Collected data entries

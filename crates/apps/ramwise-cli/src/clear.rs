use anyhow::Result;
use ramwise_core::Repository;
use std::io::Write;

use crate::ui::Layout;

pub fn handle_clear(yes: bool) -> Result<()> {
    let repo = Repository::init()?;
    let layout = Layout::new();

    let count = repo.entry_count()?;
    if count == 0 {
        layout.badge_info("CLEAR", "No saved configurations to delete");
        layout.empty();
        return Ok(());
    }

    if !yes && !confirm(&format!("Delete all {} saved configurations? [y/N] ", count))? {
        layout.badge_info("CLEAR", "Nothing deleted");
        layout.empty();
        return Ok(());
    }

    let deleted = repo.clear_history()?;
    layout.badge_info("CLEAR", &format!("Deleted {} saved configurations", deleted));
    layout.empty();
    Ok(())
}

fn confirm(prompt: &str) -> Result<bool> {
    print!("{}", prompt);
    std::io::stdout().flush()?;
    let mut answer = String::new();
    std::io::stdin().read_line(&mut answer)?;
    Ok(matches!(
        answer.trim().to_ascii_lowercase().as_str(),
        "y" | "yes"
    ))
}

** ACTIVITY **
All records shown above are to be reproduced without any alteration.

** THE COMPLETED TASK **
filename crates/apps/ramwise-cli/src/clear.rs
use anyhow::Result;
use ramwise_core::Repository;
use std::io::Write;

use crate::ui::Layout;

pub fn handle_clear(yes: bool) -> Result<()> {
    let repo = Repository::init()?;
    let layout = Layout::new();

    let count = repo.entry_count()?;
    if count == 0 {
        layout.badge_info("CLEAR", "No saved configurations to delete");
        layout.empty();
        return Ok(());
    }

    if !yes && !confirm(&format!("Delete all {} saved configurations? [y/N] ", count))? {
        layout.badge_info("CLEAR", "Nothing deleted");
        layout.empty();
        return Ok(());
    }

    let deleted = repo.clear_history()?;
    layout.badge_info("CLEAR", &format!("Deleted {} saved configurations", deleted));
    layout.empty();
    Ok(())
}

fn confirm(prompt: &str) -> Result<bool> {
    print!("{}", prompt);
    std::io::stdout().flush()?;
    let mut answer = String::new();
    std::io::stdin().read_line(&mut answer)?;
    Ok(matches!(
        answer.trim().to_ascii_lowercase().as_str(),
        "y" | "yes"
    ))
}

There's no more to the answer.